Many times while growing up, I came dangerously close to being swallowed by a disused mine pit on my late uncle’s farm. Many of you knew my eldest maternal uncle as the Rev. Lt.-Col. H. H. Sintim-Aboagye, of the 37th Military Hospital and later a Chief Superintendent of Police (CSP) at the Accra Police Hospital. A World War II veteran and a trained nurse-pharmacist, my uncle owned a farm at the foot of the Atiwa-Atweredu Hills where until the 1890s gold was reportedly mined with a vengeance.

To be certain, while I was growing up, and long before Galamsey activities became riotously rampant the way they are today, from time to time, local news reports would reach us about the fatal fall of some residents who had gone gold-winning in some of these abandoned ancient mine shafts.

Mr. Ebo Quansah, whose tribute to his friend Mr.

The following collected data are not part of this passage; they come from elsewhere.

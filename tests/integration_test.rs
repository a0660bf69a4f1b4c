/// Integration tests for the application layer
mod test_utilities;

use std::collections::HashSet;
use std::path::PathBuf;
use std::time::Duration;
use test_utilities::mocks::*;
use sbom_unify::prelude::*;
use sbom_unify::sbom_engine::services::known_refs;

const EMPTY_NAME: &str = r#"{
  "bomFormat": "CycloneDX",
  "specVersion": "1.6",
  "components": [{"type": "library", "name": "", "bom-ref": "a"}]
}"#;

const FRONTEND: &str = r#"{
  "bomFormat": "CycloneDX",
  "specVersion": "1.6",
  "metadata": {
    "timestamp": "2026-01-01T00:00:00Z",
    "component": {"type": "application", "name": "frontend", "bom-ref": "root"}
  },
  "components": [
    {
      "type": "library",
      "name": "react",
      "version": "18.2.0",
      "bom-ref": "pkg:npm/react@18.2.0",
      "externalReferences": [{"type": "vcs", "url": "https://github.com/facebook/react"}]
    }
  ],
  "dependencies": [{"ref": "root", "dependsOn": ["pkg:npm/react@18.2.0"]}]
}"#;

const BACKEND: &str = r#"{
  "bomFormat": "CycloneDX",
  "specVersion": "1.6",
  "metadata": {
    "timestamp": "2026-01-01T00:00:00Z",
    "component": {"type": "application", "name": "backend", "bom-ref": "root"}
  },
  "components": [
    {
      "type": "library",
      "name": "serde",
      "version": "1.0.0",
      "bom-ref": "pkg:cargo/serde@1.0.0",
      "externalReferences": [{"type": "vcs", "url": "https://github.com/serde-rs/serde"}]
    }
  ],
  "dependencies": [{"ref": "root", "dependsOn": ["pkg:cargo/serde@1.0.0"]}]
}"#;

const TRANSITIVE_VIOLATION: &str = r#"{
  "bomFormat": "CycloneDX",
  "specVersion": "1.6",
  "components": [
    {
      "type": "application",
      "name": "gateway",
      "bom-ref": "gateway",
      "properties": [
        {"name": "cdx:gost:attack_surface", "value": "no"},
        {"name": "cdx:gost:security_function", "value": "no"}
      ],
      "components": [
        {
          "type": "framework",
          "name": "http",
          "bom-ref": "http",
          "components": [
            {
              "type": "library",
              "name": "tls",
              "bom-ref": "tls",
              "properties": [
                {"name": "cdx:gost:attack_surface", "value": "yes"},
                {"name": "cdx:gost:security_function", "value": "indirect"}
              ]
            }
          ]
        }
      ]
    }
  ]
}"#;

fn all_refs(forest: &[Component], refs: &mut Vec<String>) {
    for component in forest {
        if let Some(r) = component.reference() {
            refs.push(r.to_string());
        }
        all_refs(&component.components, refs);
    }
}

#[tokio::test]
async fn test_validate_reports_empty_name() {
    let reader = MockDocumentReader::new().with_document("bom.json", EMPTY_NAME);
    let progress_reporter = MockProgressReporter::new();
    let use_case: ValidateSbomUseCase<_, MockVcsProbe, _> =
        ValidateSbomUseCase::new(reader, None, progress_reporter.clone());

    let response = use_case
        .execute(ValidateRequest::new(PathBuf::from("bom.json"), SpecVersion::V1_6))
        .await
        .unwrap();

    let report = response.report;
    assert!(!report.valid);
    assert_eq!(report.schema_version, "1.6");
    assert!(report
        .issues_at("$.components[0]")
        .any(|i| i.level == IssueLevel::Error && i.message.contains("name")));
    assert_eq!(response.probed_references, 0);
    assert!(progress_reporter.has_message_containing("Loading SBOM document"));
}

#[tokio::test]
async fn test_validate_transitive_hierarchy_violation() {
    let reader = MockDocumentReader::new().with_document("bom.json", TRANSITIVE_VIOLATION);
    let use_case: ValidateSbomUseCase<_, MockVcsProbe, _> =
        ValidateSbomUseCase::new(reader, None, MockProgressReporter::new());

    let report = use_case
        .execute(ValidateRequest::new(PathBuf::from("bom.json"), SpecVersion::V1_6))
        .await
        .unwrap()
        .report;

    assert!(!report.valid);
    // the unset middle node does not hide the grandchild from the root
    let root_errors: Vec<_> = report
        .issues_at("$.components[0]")
        .filter(|i| i.is_error())
        .collect();
    assert_eq!(root_errors.len(), 2);
    assert!(root_errors
        .iter()
        .any(|i| i.message.contains("GOST:attack_surface") && i.message.contains("tls")));
    assert!(root_errors
        .iter()
        .any(|i| i.message.contains("GOST:security_function")));
    assert!(report
        .issues_at("$.components[0].components[0]")
        .all(|i| !i.is_error()));
}

#[tokio::test]
async fn test_validate_with_probe_folds_outcomes() {
    let reader = MockDocumentReader::new().with_document("frontend.json", FRONTEND);
    let probe = MockVcsProbe::new().with_outcome(
        "https://github.com/facebook/react",
        ReachabilityOutcome::Unreachable {
            reason: "HTTP 404 Not Found".to_string(),
        },
    );
    let progress_reporter = MockProgressReporter::new();
    let use_case = ValidateSbomUseCase::new(reader, Some(probe.clone()), progress_reporter.clone());

    let request = ValidateRequest::new(PathBuf::from("frontend.json"), SpecVersion::V1_6)
        .with_vcs_check(Duration::from_secs(5));
    let response = use_case.execute(request).await.unwrap();

    assert_eq!(response.probed_references, 1);
    assert_eq!(probe.probed_urls(), vec!["https://github.com/facebook/react"]);
    let unreachable: Vec<_> = response
        .report
        .issues
        .iter()
        .filter(|i| i.message.contains("unreachable"))
        .collect();
    assert_eq!(unreachable.len(), 1);
    assert_eq!(unreachable[0].level, IssueLevel::Warning);
    // reachability never invalidates the document
    assert_eq!(response.report.error_count(), 0);
    assert!(progress_reporter.has_message_containing("Progress: 1/1"));
}

#[tokio::test]
async fn test_validate_missing_document_is_an_error() {
    let use_case: ValidateSbomUseCase<_, MockVcsProbe, _> =
        ValidateSbomUseCase::new(MockDocumentReader::new(), None, MockProgressReporter::new());

    let result = use_case
        .execute(ValidateRequest::new(PathBuf::from("missing.json"), SpecVersion::V1_6))
        .await;

    let err = result.unwrap_err();
    assert!(err.to_string().contains("SBOM document not found"));
}

#[test]
fn test_unify_two_documents_with_same_root_ref() {
    let reader = MockDocumentReader::new()
        .with_document("frontend.cdx.json", FRONTEND)
        .with_document("backend.cdx.json", BACKEND);
    let progress_reporter = MockProgressReporter::new();
    let use_case = UnifySbomsUseCase::new(
        reader,
        SbomEngine::with_id_generator(SequentialIdGenerator::new()),
        progress_reporter.clone(),
    );

    let request = UnifyRequest::new(
        vec![
            PathBuf::from("frontend.cdx.json"),
            PathBuf::from("backend.cdx.json"),
        ],
        UnifyConfig::new("Unified", "1.0.0", "Acme"),
        MergePolicy::Strict,
    );
    let response = use_case.execute(request).unwrap();

    assert_eq!(response.sources_count, 2);
    assert!(response.components_count >= 3);
    let root = response.document.root_component().unwrap();
    assert_eq!(root.name, "Unified");

    let mut refs = Vec::new();
    all_refs(std::slice::from_ref(root), &mut refs);
    all_refs(response.document.components(), &mut refs);
    let unique: HashSet<_> = refs.iter().collect();
    assert_eq!(unique.len(), refs.len(), "duplicate refs in {:?}", refs);

    // the backend's edge follows its renamed root
    let edges = response.document.dependencies();
    assert_eq!(edges.len(), 2);
    assert_eq!(edges[0].bom_ref.as_deref(), Some("root"));
    let renamed = response.document.components()[1].reference().unwrap();
    assert_ne!(renamed, "root");
    assert_eq!(edges[1].bom_ref.as_deref(), Some(renamed));

    let known = known_refs(&response.document);
    for edge in edges {
        assert!(known.contains(edge.bom_ref.as_deref().unwrap()));
        assert!(edge.depends_on.iter().all(|r| known.contains(r.as_str())));
    }

    let report = SbomValidator::validate(&response.document);
    assert_eq!(report.error_count(), 0, "{:?}", report.issues);
    assert!(progress_reporter.has_message_containing("Completed: "));
}

#[test]
fn test_unify_strict_rejects_invalid_source() {
    let reader = MockDocumentReader::new()
        .with_document("frontend.json", FRONTEND)
        .with_document("broken.json", EMPTY_NAME);
    let use_case = UnifySbomsUseCase::new(reader, SbomEngine::new(), MockProgressReporter::new());

    let request = UnifyRequest::new(
        vec![PathBuf::from("frontend.json"), PathBuf::from("broken.json")],
        UnifyConfig::default(),
        MergePolicy::Strict,
    );
    let err = use_case.execute(request).unwrap_err();

    let error = err.downcast_ref::<SbomError>().unwrap();
    assert!(matches!(
        error,
        SbomError::InvalidSource { error_count: 1, .. }
    ));
}

#[test]
fn test_unify_permissive_reports_warning() {
    let reader = MockDocumentReader::new()
        .with_document("frontend.json", FRONTEND)
        .with_document("broken.json", EMPTY_NAME);
    let progress_reporter = MockProgressReporter::new();
    let use_case = UnifySbomsUseCase::new(reader, SbomEngine::new(), progress_reporter.clone());

    let request = UnifyRequest::new(
        vec![PathBuf::from("frontend.json"), PathBuf::from("broken.json")],
        UnifyConfig::default(),
        MergePolicy::Permissive,
    );
    let response = use_case.execute(request).unwrap();

    assert_eq!(response.sources_count, 2);
    assert_eq!(response.warnings.len(), 1);
    assert!(progress_reporter.has_message_containing("Warning: "));
    // the placeholder node is named after the file
    assert_eq!(response.document.components()[1].name, "broken");
}

#[test]
fn test_unify_single_source_is_rejected() {
    let reader = MockDocumentReader::new().with_document("frontend.json", FRONTEND);
    let use_case = UnifySbomsUseCase::new(reader, SbomEngine::new(), MockProgressReporter::new());

    let request = UnifyRequest::new(
        vec![PathBuf::from("frontend.json")],
        UnifyConfig::default(),
        MergePolicy::Strict,
    );
    let err = use_case.execute(request).unwrap_err();

    assert!(matches!(
        err.downcast_ref::<SbomError>(),
        Some(SbomError::InsufficientSources { provided: 1 })
    ));
}

#[test]
fn test_report_formatters_render_same_report() {
    let document: Document = serde_json::from_str(EMPTY_NAME).unwrap();
    let report = SbomValidator::validate(&document);

    let json = JsonReportFormatter::new()
        .format_report(&report, "bom.json")
        .unwrap();
    let parsed: serde_json::Value = serde_json::from_str(&json).unwrap();
    assert_eq!(parsed["valid"], false);

    let markdown = MarkdownFormatter::new()
        .format_report(&report, "bom.json")
        .unwrap();
    assert!(markdown.contains("## Errors"));
    assert!(markdown.contains("$.components[0]"));
}

#[tokio::test]
async fn test_report_echoes_document_spec_version() {
    let reader = MockDocumentReader::new().with_document(
        "old.json",
        r#"{"bomFormat": "CycloneDX", "specVersion": "1.4", "components": []}"#,
    );
    let use_case: ValidateSbomUseCase<_, MockVcsProbe, _> =
        ValidateSbomUseCase::new(reader, None, MockProgressReporter::new());

    let report = use_case
        .execute(ValidateRequest::new(PathBuf::from("old.json"), SpecVersion::V1_6))
        .await
        .unwrap()
        .report;

    assert_eq!(report.schema_version, "1.4");
    assert!(report
        .issues_at("$.specVersion")
        .any(|i| i.level == IssueLevel::Warning));
}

John Owusu inspired this column, painfully, albeit frankly, notes that the dead man was fond of throwing out invitations to the Chronicle’s editor urging him to accompany the Anglo-Gold Communications Director and afford him media publicity whenever Mr. Owusu was poised to embarking on an operational sweep against these Galamsey miners, disdainfully characterized as a nuisance to “legitimate” multinational corporate predators such as the company that he worked for, formerly called the Ashanti Goldfields Corporation.

I was at the place once or twice during the 1980s as a regularly featured performance-poet with Anokyekrom of the Ghana National Cultural Center. On both occasions, aboard the Center’s Neo-Plan bus was the original Agya Koo Nimo, Mr. Daniel Kwabena Amponsah, renowned musicologist and British-trained lab technician at the Kwame Nkrumah University of Science and Technology (KNUST) and his Adadam Agofomma (Players) Group. I have never been to South Africa, but from what I had then read from the history books and borne witness to on the nightly news, the Anglo-Gold campus strikingly recalled the segregated residential arrangement of the Apartheid era.

The Senior Staff Club House in whose regal and capacious auditorium we performed, was strikingly and futuristically removed from the junior, largely African, quarter by light years. And so one can clearly see and understand how and why Mr. Owusu came to smugly buy into the neocolonialist culture at whose high-end he found himself as a quintessential “Afropean” who needed to regally and imperiously amble around and throw his new-found leaden weight about and his giant feet on the necks of the Galamsey squatters.

Fundamentally speaking, however, I recognize absolutely no difference between corporate predators like Anglo-Gold Ashanti, Newmont and the Galamsey winners. Whatever may be envisaged to be the “legitimate” landed concessions owned by these vampiric multinational establishments, do not make the latter any less environmentally destructive than their decidedly marginal Galamsey counterparts. Recently, we have even learned that there actually exists a symbiotic or mutually beneficial operational arrangement between these “legitimate” transnational predators and their local “parasitic” and “illegal” Galamsey counterparts that we had never before been made aware of.

Well, as fate would have it, Mr. Owusu had been run over by the very vehicle into which he had packed himself and a handful of corporate vigilantes to rough up some Galamsey squatters on some Anglo-Gold Ashanti concessions. In the heat of a seismic backlash from some rattled Galamsey operatives, we are told, Mr. Owusu had made a dash for his corporate vehicle at just about the same moment that the besieged driver of the vehicle was backing up and rearing to escape the wrath of the Galamseyers and gotten mercilessly crushed. A tragic death, indeed, but also a word to the wise, nevertheless.